The Health & Nutrition Innovative International Research Center, Faculty of Health Sciences, Ben Gurion University of the Negev, Beer Sheva, Israel.
Hum Brain Mapp. 2024 Feb 15;45(3):e26595. doi: 10.1002/hbm.26595.
Obesity is associated with negative effects on the brain. We exploit Artificial Intelligence (AI) tools to explore whether differences in clinical measurements following lifestyle interventions in overweight population could be reflected in brain morphology. In the DIRECT-PLUS clinical trial, participants with criterion for metabolic syndrome underwent an 18-month lifestyle intervention. Structural brain MRIs were acquired before and after the intervention. We utilized an ensemble learning framework to predict Body-Mass Index (BMI) scores, which correspond to adiposity-related clinical measurements from brain MRIs. We revealed that patient-specific reduction in BMI predictions was associated with actual weight loss and was significantly higher in active diet groups compared to a control group. Moreover, explainable AI (XAI) maps highlighted brain regions contributing to BMI predictions that were distinct from regions associated with age prediction. Our DIRECT-PLUS analysis results imply that predicted BMI and its reduction are unique neural biomarkers for obesity-related brain modifications and weight loss.

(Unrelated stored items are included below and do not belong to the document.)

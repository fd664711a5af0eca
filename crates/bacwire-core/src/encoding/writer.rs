use crate::EncodeError;

/// Bit-granular writer into a caller-owned buffer.
#[derive(Debug)]
pub struct Writer<'a> {
    buf: &'a mut [u8],
    bit_pos: usize,
}

impl<'a> Writer<'a> {
    pub fn new(buf: &'a mut [u8]) -> Self {
        Self { buf, bit_pos: 0 }
    }

    /// Octets touched so far, counting a partially written octet.
    pub const fn position(&self) -> usize {
        self.bit_pos.div_ceil(8)
    }

    pub const fn bit_position(&self) -> usize {
        self.bit_pos
    }

    pub fn remaining(&self) -> usize {
        self.buf.len().saturating_sub(self.position())
    }

    fn remaining_bits(&self) -> usize {
        (self.buf.len() * 8).saturating_sub(self.bit_pos)
    }

    pub fn as_written(&self) -> &[u8] {
        &self.buf[..self.position()]
    }

    pub fn write_bit(&mut self, value: bool) -> Result<(), EncodeError> {
        self.write_bits(value as u32, 1)
    }

    /// Writes the low `count` bits of `value` (at most 32), most significant first.
    pub fn write_bits(&mut self, value: u32, count: u8) -> Result<(), EncodeError> {
        debug_assert!(count <= 32);
        if self.remaining_bits() < count as usize {
            return Err(EncodeError::BufferTooSmall);
        }
        for i in (0..count).rev() {
            let idx = self.bit_pos / 8;
            let shift = 7 - (self.bit_pos % 8);
            if shift == 7 {
                self.buf[idx] = 0;
            }
            if (value >> i) & 1 == 1 {
                self.buf[idx] |= 1 << shift;
            }
            self.bit_pos += 1;
        }
        Ok(())
    }

    pub fn write_u8(&mut self, value: u8) -> Result<(), EncodeError> {
        if self.bit_pos % 8 != 0 {
            return self.write_bits(value as u32, 8);
        }
        if self.remaining() < 1 {
            return Err(EncodeError::BufferTooSmall);
        }
        self.buf[self.bit_pos / 8] = value;
        self.bit_pos += 8;
        Ok(())
    }

    pub fn write_all(&mut self, data: &[u8]) -> Result<(), EncodeError> {
        if self.remaining_bits() < data.len() * 8 {
            return Err(EncodeError::BufferTooSmall);
        }
        if self.bit_pos % 8 != 0 {
            return data.iter().try_for_each(|b| self.write_bits(*b as u32, 8));
        }
        let start = self.bit_pos / 8;
        let end = start + data.len();
        self.buf[start..end].copy_from_slice(data);
        self.bit_pos = end * 8;
        Ok(())
    }

    pub fn write_be_u16(&mut self, value: u16) -> Result<(), EncodeError> {
        self.write_all(&value.to_be_bytes())
    }

    pub fn write_be_u32(&mut self, value: u32) -> Result<(), EncodeError> {
        self.write_all(&value.to_be_bytes())
    }
}

#[cfg(test)]
mod tests {
    use super::Writer;
    use crate::EncodeError;

    #[test]
    fn writer_writes_values() {
        let mut buf = [0u8; 4];
        let mut w = Writer::new(&mut buf);
        w.write_u8(1).unwrap();
        w.write_all(&[2, 3]).unwrap();
        assert_eq!(w.as_written(), &[1, 2, 3]);
    }

    #[test]
    fn writer_bounds() {
        let mut buf = [0u8; 1];
        let mut w = Writer::new(&mut buf);
        w.write_u8(1).unwrap();
        assert_eq!(w.write_u8(2).unwrap_err(), EncodeError::BufferTooSmall);
    }

    #[test]
    fn packs_bit_fields_into_stale_buffer() {
        let mut buf = [0xFFu8; 2];
        let mut w = Writer::new(&mut buf);
        w.write_bits(0b1011, 4).unwrap();
        w.write_bit(false).unwrap();
        w.write_bits(0b110, 3).unwrap();
        w.write_bits(0x5, 4).unwrap();
        assert_eq!(w.bit_position(), 12);
        assert_eq!(w.as_written(), &[0b1011_0110, 0x50]);
    }
}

肥胖与对大脑的负面影响有关。我们利用人工智能(AI)工具来探究超重人群生活方式干预后临床测量值的差异是否能在脑形态学上得到体现。在DIRECT-PLUS临床试验中,符合代谢综合征标准的参与者接受了为期18个月的生活方式干预。在干预前后采集了脑部结构MRI。我们利用一个集成学习框架来预测体重指数(BMI)分数,该分数对应于从脑部MRI得出的与肥胖相关的临床测量值。我们发现,特定患者BMI预测值的降低与实际体重减轻相关,并且与对照组相比,积极饮食组的降低幅度显著更高。此外,可解释人工智能(XAI)图谱突出显示了对BMI预测有贡献的脑区,这些脑区与与年龄预测相关的脑区不同。我们的DIRECT-PLUS分析结果表明,预测的BMI及其降低是肥胖相关脑改变和体重减轻的独特神经生物标志物。